In a follow up e-mail to the memo, obtained by Fortune, Lipton wrote that he doesn’t endorse Nelson Peltz, his tactics, or ISS’s recommendation to elect him to DuPont’s board. Lipton also said that he wasn’t taking a position in the fight between Peltz and DuPont, and that he thinks DuPont has an “outstanding CEO and board of directors.” But Lipton does say that the failure to recognize the reality that shareholder activists increasingly have the backing of proxy advisory firms and big investors will only lead to more activist attacks against companies.
“I’m not doing my job if I don’t alert them to the current state of the world, even if I don’t like it and don’t agree with it,” wrote Lipton in the follow-up e-mail.
The memo, which was titled “Some Lessons from DuPont-Trian,” is gently worded, but could still signal a major shift in the growing battle between corporate America and increasingly hostile shareholders. It’s a sign that the balance of power is shifting, or perhaps already has, to the hedge funds.
Lipton is one of the most outspoken critics of shareholder activism. Loud mouth hedge fund manager Bill Ackman recently challenged him to a $1 million debate on the subject. Lipton has not responded.
Lipton has spent his career defending companies, first from corporate raiders in the1980s and 1990s and, more recently, from activist investors like Ackman and Carl Icahn. The fact that he is, albeit modestly, waving a white flag is notable.
Lipton’s follow up e-mail to his memo is below:
From: Lipton, Martin
Sent: Wednesday, April 29, 2015 3:59 PM
As you and [redacted] both know, I hold you both in the highest regard and it pains me that I have caused you to send me your email. I would like to explain and hope that you understand that my memo does not take a position, it solely and only reflects what the ISS report says and the current state of the institutional investor attitude toward activist hedge funds and toward Mr. Peltz. The fact that you, [redacted] and I don’t agree with Mr. Peltz and the investors does not mean that we should close our eyes. The failure of companies to recognize the realities of the current state of corporate governance, the current policies of ISS and institutional investors and the overall activist phenomenon, is what opens the door to attacks by activist hedge funds. For more than 40 years, I’ve been advising companies as to how to avoid and deal with corporate raiders and activist shareholders. I’m not doing my job if I don’t alert them to the current state of the world, even if I don’t like it and don’t agree with it.
I’m sorry that you have misread my memo:
1. It does not, and I do not, endorse Nelson Peltz. I have been battling with him for many years and do not approve of his proxy fight tactics.
2. My memo does not take a position. It states and explicates what ISS said and what major institutional investors are saying and doing.
3. My memo clearly infers that I recognize DuPont has an outstanding CEO and board of directors.
4. My memo, like all of my memos of this type, are for the purpose of alerting clients to the realities of what is happening in the markets, the courts and legislative and regulatory bodies.

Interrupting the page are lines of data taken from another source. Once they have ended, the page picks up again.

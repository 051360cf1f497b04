//! # Text Generation
//!
//! The single seam to the external text-generation service. Every agent
//! sends one `(system prompt, user content)` pair and gets raw text back;
//! interpreting that text is the job of [`crate::decode`].

pub mod helpers;
pub mod radkit_generator;

use async_trait::async_trait;
use std::time::Duration;
use thiserror::Error;

pub use radkit_generator::RadkitGenerator;

/// Failure categories surfaced by the text-generation service.
///
/// The first three carry an actionable message because they are fatal to
/// a run and end up verbatim in the run's error state.
#[derive(Debug, Clone, Error, PartialEq, Eq)]
pub enum GenerationError {
    #[error("API quota exceeded: check the provider plan and billing details ({0})")]
    QuotaExceeded(String),

    #[error("invalid API credentials: set a valid key for the configured provider ({0})")]
    InvalidCredentials(String),

    #[error("rate limited by the provider: wait before retrying ({0})")]
    RateLimited(String),

    #[error("text generation timed out after {0:?}")]
    Timeout(Duration),

    #[error("text generation cancelled")]
    Cancelled,

    #[error("text generation failed: {0}")]
    Backend(String),
}

impl GenerationError {
    /// Map a provider error message onto a category.
    ///
    /// Quota is checked before rate limiting: OpenAI reports exhausted quota
    /// as HTTP 429 with `insufficient_quota`.
    pub fn classify(message: &str) -> Self {
        let lower = message.to_lowercase();
        let has = |needles: &[&str]| needles.iter().any(|n| lower.contains(n));

        if has(&["quota", "billing", "credit balance", "insufficient_quota"]) {
            GenerationError::QuotaExceeded(message.to_string())
        } else if has(&[
            "401",
            "403",
            "unauthorized",
            "invalid api key",
            "invalid x-api-key",
            "incorrect api key",
            "authentication",
            "api_key",
            "api key",
        ]) {
            GenerationError::InvalidCredentials(message.to_string())
        } else if has(&["429", "rate limit", "rate_limit", "too many requests", "overloaded"]) {
            GenerationError::RateLimited(message.to_string())
        } else {
            GenerationError::Backend(message.to_string())
        }
    }
}

/// The external text-generation collaborator.
///
/// Implementations are expected to be deterministic (temperature 0) with a
/// bounded output length. One handle is built per process and shared by
/// reference with every agent.
#[async_trait]
pub trait TextGenerator: Send + Sync {
    async fn complete(&self, system_prompt: &str, user_content: &str)
        -> Result<String, GenerationError>;
}
#[cfg(test)]
mod tests {
    use super::*;

    #[test]
    fn test_parse_multi_file() {
        let diff = "diff --git a/src/a.rs b/src/a.rs\nindex 123..456 100644\n--- a/src/a.rs\n+++ b/src/a.rs\n@@ -1,2 +1,2 @@\n fn a() {}\n-fn b() {}\n+fn c() {}\n--- /dev/null\n+++ b/src/new.rs\t2024-01-01 00:00:00\n@@ -0,0 +1 @@\n+pub fn new() {}\n";
        let files = parse_unified_diff(diff).unwrap();
        assert_eq!(files.len(), 2);
        assert_eq!(files[0].old_path.as_deref(), Some("src/a.rs"));
        assert_eq!(files[0].hunks[0].lines.len(), 3);
        assert_eq!(files[1].old_path, None);
        assert_eq!(files[1].new_path.as_deref(), Some("src/new.rs"));
    }

    #[test]
    fn test_parse_rejects_empty_and_orphan_hunks() {
        assert!(matches!(parse_unified_diff("just words"), Err(PatchError::Empty)));
        assert!(matches!(
            parse_unified_diff("@@ -1 +1 @@\n-a\n+b\n"),
            Err(PatchError::Malformed { .. })
        ));
    }

    #[test]
    fn test_apply_hunks_with_wrong_line_numbers() {
        let original = "one\ntwo\nthree\nfour\nfive\n";
        let file = parse_unified_diff("--- a/f\n+++ b/f\n@@ -1,3 +1,3 @@\n three\n-four\n+FOUR\n five\n")
            .unwrap()
            .remove(0);
        assert_eq!(apply_hunks(original, &file).unwrap(), "one\ntwo\nthree\nFOUR\nfive\n");
    }

    #[test]
    fn test_apply_hunks_multiple_with_offsets() {
        let original = "a\nb\nc\nd\ne\nf\n";
        let diff = "--- a/f\n+++ b/f\n@@ -1,2 +1,3 @@\n a\n+a2\n b\n@@ -5,2 +6,2 @@\n e\n-f\n+F\n";
        let file = parse_unified_diff(diff).unwrap().remove(0);
        assert_eq!(apply_hunks(original, &file).unwrap(), "a\na2\nb\nc\nd\ne\nF\n");
    }

    #[test]
    fn test_apply_hunks_keeps_crlf() {
        let original = "one\r\ntwo\r\nthree\r\n";
        let file = parse_unified_diff("--- a/f\n+++ b/f\n@@ -1,3 +1,3 @@\n one\n-two\n+TWO\n three\n")
            .unwrap()
            .remove(0);
        assert_eq!(apply_hunks(original, &file).unwrap(), "one\r\nTWO\r\nthree\r\n");
    }

    #[test]
    fn test_apply_hunks_mismatch() {
        let file = parse_unified_diff("--- a/f\n+++ b/f\n@@ -1 +1 @@\n-missing\n+x\n")
            .unwrap()
            .remove(0);
        assert!(matches!(
            apply_hunks("present\n", &file),
            Err(PatchError::HunkMismatch { hunk: 1, .. })
        ));
    }

    #[test]
    fn test_resolve_rejects_escape() {
        let root = Path::new("/work");
        assert!(resolve(root, "src/lib.rs").is_ok());
        assert!(matches!(resolve(root, "../etc/passwd"), Err(PatchError::UnsafePath(_))));
        assert!(matches!(resolve(root, "/etc/passwd"), Err(PatchError::UnsafePath(_))));
    }

    #[tokio::test]
    async fn test_apply_create_modify_delete() {
        let dir = tempfile::tempdir().unwrap();
        let root = dir.path();
        std::fs::write(root.join("keep.txt"), "hello\nworld\n").unwrap();
        std::fs::write(root.join("gone.txt"), "bye\n").unwrap();

        let diff = "--- a/keep.txt\n+++ b/keep.txt\n@@ -1,2 +1,2 @@\n hello\n-world\n+rust\n--- /dev/null\n+++ b/src/new.txt\n@@ -0,0 +1,2 @@\n+line one\n+line two\n--- a/gone.txt\n+++ /dev/null\n@@ -1 +0,0 @@\n-bye\n";
        let report = UnifiedDiffApplier::new()
            .apply(root, &Patch::new(diff))
            .await
            .unwrap();

        assert!(report.is_clean());
        assert_eq!(report.applied, vec!["keep.txt", "src/new.txt", "gone.txt"]);
        assert_eq!(std::fs::read_to_string(root.join("keep.txt")).unwrap(), "hello\nrust\n");
        assert_eq!(
            std::fs::read_to_string(root.join("src/new.txt")).unwrap(),
            "line one\nline two\n"
        );
        assert!(!root.join("gone.txt").exists());
    }

    #[tokio::test]
    async fn test_bad_file_is_skipped_others_applied() {
        let dir = tempfile::tempdir().unwrap();
        let root = dir.path();
        std::fs::write(root.join("a.txt"), "a\n").unwrap();

        let diff = "--- a/missing.txt\n+++ b/missing.txt\n@@ -1 +1 @@\n-x\n+y\n--- a/../escape.txt\n+++ b/../escape.txt\n@@ -1 +1 @@\n-x\n+y\n--- a/a.txt\n+++ b/a.txt\n@@ -1 +1 @@\n-a\n+A\n";
        let report = UnifiedDiffApplier::new()
            .apply(root, &Patch::new(diff))
            .await
            .unwrap();

        assert_eq!(report.applied, vec!["a.txt"]);
        assert_eq!(report.skipped.len(), 2);
        assert_eq!(report.skipped[0].path, "missing.txt");
        assert!(report.skipped[1].reason.contains("escapes"));
        assert_eq!(std::fs::read_to_string(root.join("a.txt")).unwrap(), "A\n");
    }
}
//! # Swarm Orchestration
//!
//! Coordinates the agent pipeline for one workspace.
//!
//! ## Pipeline Flow
//!
//! ```text
//! Memory → TaskSelector → Architect → [5 workers, bounded pool] → Reviewer
//!        → Documentation → apply patches → DevOps → commit → Memory
//! ```

pub mod bus;
pub mod events;
pub mod orchestrator;
pub mod pipeline;
pub mod pool;

pub use bus::{BusReceiver, Message, MessageBus};
pub use events::{EventSink, SwarmEvent, SwarmEventKind};
pub use orchestrator::{
    ApprovalRequest, ApprovalResponse, ApprovalSender, Collaborators, ContinuousReport,
    Orchestrator, PatchSummary, RunOutcome, RunReport, StopReason,
};
pub use pipeline::{Pipeline, RunState};
pub use pool::{PoolError, WorkerPool};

5. While you don’t find the ISS rationale for a split vote compelling, in the corporate world we must understand and take into account the ISS policies and actions and respond accordingly. To not do so, invites disaster.
6. My memo was not intended to, and does not, endorse the ISS recommendation; nor was it intended to endorse it, Mr. Peltz or his proxy fight. It solely and only reflects the fact that ISS took the position it took and what ISS said were the reasons.
7. I know Ellen Kullman and several of the DuPont directors and have the highest regard for them.